About this exercise
Return, from the material below, each line in which "QuestionMode" occurs.

Data under study
==================================================

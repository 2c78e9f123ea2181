//! Scripted engine for tests. Replays a fixed sequence of agent
//! activity through the callbacks, recording the answers it was given.

use std::path::PathBuf;
use std::sync::atomic::{AtomicUsize, Ordering};
use std::sync::Mutex;
use std::time::Duration;

use async_trait::async_trait;

use forge_core::{MessageKind, QuestionMode};

use crate::callbacks::{RunCallbacks, TaskUpdate};
use crate::error::EngineError;
use crate::service::{ContinuationRequest, GenerationEngine, GenerationRequest};

/// One step of a scripted run.
#[derive(Debug, Clone)]
pub enum ScriptStep {
    Message {
        agent: String,
        content: String,
        kind: MessageKind,
    },
    AskHuman {
        agent: String,
        question: String,
        mode: QuestionMode,
        options: Option<Vec<String>>,
    },
    Task {
        task_id: String,
        assignee: String,
        instruction: String,
    },
    Sleep(Duration),
    Fail(String),
}

impl ScriptStep {
    pub fn message(agent: &str, content: &str) -> Self {
        Self::Message {
            agent: agent.to_string(),
            content: content.to_string(),
            kind: MessageKind::AgentMessage,
        }
    }

    pub fn ask(agent: &str, question: &str) -> Self {
        Self::AskHuman {
            agent: agent.to_string(),
            question: question.to_string(),
            mode: QuestionMode::Inline,
            options: None,
        }
    }

    pub fn task(task_id: &str, assignee: &str, instruction: &str) -> Self {
        Self::Task {
            task_id: task_id.to_string(),
            assignee: assignee.to_string(),
            instruction: instruction.to_string(),
        }
    }
}

/// Engine double that plays back a script instead of running agents.
pub struct ScriptedEngine {
    steps: Vec<ScriptStep>,
    workspace: PathBuf,
    call_count: AtomicUsize,
    answers: Mutex<Vec<String>>,
}

impl ScriptedEngine {
    pub fn new(steps: Vec<ScriptStep>) -> Self {
        Self {
            steps,
            workspace: PathBuf::from("/tmp/forge-test-workspace"),
            call_count: AtomicUsize::new(0),
            answers: Mutex::new(Vec::new()),
        }
    }

    pub fn with_workspace(mut self, workspace: impl Into<PathBuf>) -> Self {
        self.workspace = workspace.into();
        self
    }

    /// How many runs have been started.
    pub fn call_count(&self) -> usize {
        self.call_count.load(Ordering::SeqCst)
    }

    /// Answers received for `AskHuman` steps, in order.
    pub fn answers(&self) -> Vec<String> {
        self.answers.lock().unwrap().clone()
    }

    async fn play(&self, callbacks: &dyn RunCallbacks) -> Result<PathBuf, EngineError> {
        self.call_count.fetch_add(1, Ordering::SeqCst);
        for step in &self.steps {
            match step {
                ScriptStep::Message {
                    agent,
                    content,
                    kind,
                } => {
                    callbacks.on_message(agent, content, *kind).await;
                }
                ScriptStep::AskHuman {
                    agent,
                    question,
                    mode,
                    options,
                } => {
                    let answer = callbacks
                        .on_ask_human(agent, question, *mode, options.clone())
                        .await;
                    self.answers.lock().unwrap().push(answer);
                }
                ScriptStep::Task {
                    task_id,
                    assignee,
                    instruction,
                } => {
                    callbacks
                        .on_task(TaskUpdate {
                            tasks: vec![serde_json::json!({ "id": task_id })],
                            current_task_id: task_id.clone(),
                            current_assignee: assignee.clone(),
                            instruction: instruction.clone(),
                        })
                        .await;
                }
                ScriptStep::Sleep(duration) => {
                    tokio::time::sleep(*duration).await;
                }
                ScriptStep::Fail(reason) => {
                    return Err(EngineError::Generation(reason.clone()));
                }
            }
        }
        Ok(self.workspace.clone())
    }
}

#[async_trait]
impl GenerationEngine for ScriptedEngine {
    async fn generate(
        &self,
        _request: GenerationRequest,
        callbacks: &dyn RunCallbacks,
    ) -> Result<PathBuf, EngineError> {
        self.play(callbacks).await
    }

    async fn continue_generation(
        &self,
        _request: ContinuationRequest,
        callbacks: &dyn RunCallbacks,
    ) -> Result<PathBuf, EngineError> {
        self.play(callbacks).await
    }
}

==================================================

Completed exercise
use forge_core::{MessageKind, QuestionMode};
        mode: QuestionMode,
            mode: QuestionMode::Inline,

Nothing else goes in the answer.